第53話
夏の終わりが見えぬまま僕は秋を迎えた。
残暑は引かず、半袖で汗を流す九月。それでも植物の色は変わり、色取り取りに実った果実や野菜がスーパーの棚に並んでいくのは不思議な感覚だった。よく熟した茄子や林檎も、茹っている中で見てはちっとも食欲が湧かず、僕は素麺が食べたいなどと小さく呟くのである。素麺はそう好きでもないのだが。
新学期が始まると級友達は思い思いに夏のでき事を語り、休みの終わりを偲んでは追憶するような調子で憎々しく学校の悪口を言い合っていた。ある者など「念じて人を殺せれば忌引休暇ができるのに」などと物騒な事を言って周りに暗い笑いの種を蒔いていた。卑屈な奴だったが、愉快は愉快である。
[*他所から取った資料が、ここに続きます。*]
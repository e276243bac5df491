//! Stockroom Stream — the partitioned event channel.
//!
//! Topics map onto NATS `JetStream` streams whose subjects carry a partition
//! suffix. Publishers hash each message key onto a partition; consumers run
//! one durable pull consumer per partition with a single message in flight,
//! so events sharing a key are processed strictly in order.

use stockroom_core::error::DomainError;

pub mod consumer;
pub mod group;
pub mod invoice;
pub mod partition;
pub mod publisher;

pub use consumer::{ConsumeStats, Delivery, MessageHandler, PartitionConsumer, PartitionState};
pub use group::{JetStreamConsumerGroup, JetStreamDelivery};
pub use invoice::TopicInvoiceDispatcher;
pub use publisher::{JetStreamPublisher, PublishRetry};

/// Maps any broker client error onto the shared error type.
pub(crate) fn broker_error(context: &str, error: impl std::fmt::Display) -> DomainError {
    DomainError::Transient(format!("{context}: {error}"))
}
誰も彼もが口を揃えて不満を垂れ流し、どこでもかしこでもひたすらに後ろ髪を引かれているような感じであったが、僕は正直、休みが終わってくれて良かったと思っていた。別段面白みのない実家に帰って無為な時間を過ごすのが馬鹿らしく、都会の謙遜が心地よかった。帰省中、母親はうるさく、遊ぶ場所もなく、そこにいるだけで脳が溶けていくような感覚が苦痛でしかなく、まるで生きながらに死んでいくような不安に駆られたのだ。閉鎖的で陰鬱な実家の暮らしは僕にとって地獄でしかなかった。どうにか来年は、帰らなくともいいようにアルバイトでもしようかと緩やかな決意をしたくらいである。
だが、共に田舎の時間を過ごした能登幹は違った。
「友君の実家に招いてもらったんだ。楽しかったよ」
級友達に混じり、自慢気にそんな話をしていた。
奴にとっては新鮮で愉快なものだったかもしれない。しかし、一般的、というと語弊があるが、多くの若者は都会に憧れ田舎との決別を願うものである。牛より車が見たいし、木々より高層ビルに心惹かれるものなのだ。それを無視して無邪気に「楽しかった」などと田舎の虚無を喧伝すれば、誰もが皆、能登幹の異端に気がつくはずであると、そう思っていた。
「へぇ! 楽しそう!」
「私も行ってみたいな!」
「俺、川で魚を釣ってみたいな」
何故か知らないが、能登幹の話を聞いた者は挙って田舎の幻想を夢見ていた。
僕は唖然としてその様子を伺いながらどうしてだろうと思っていたがなんの事はない。奴の話に目を輝かせているのは、全員都会に育った人間だったのだ。なるほど、隣の芝は青いものだ。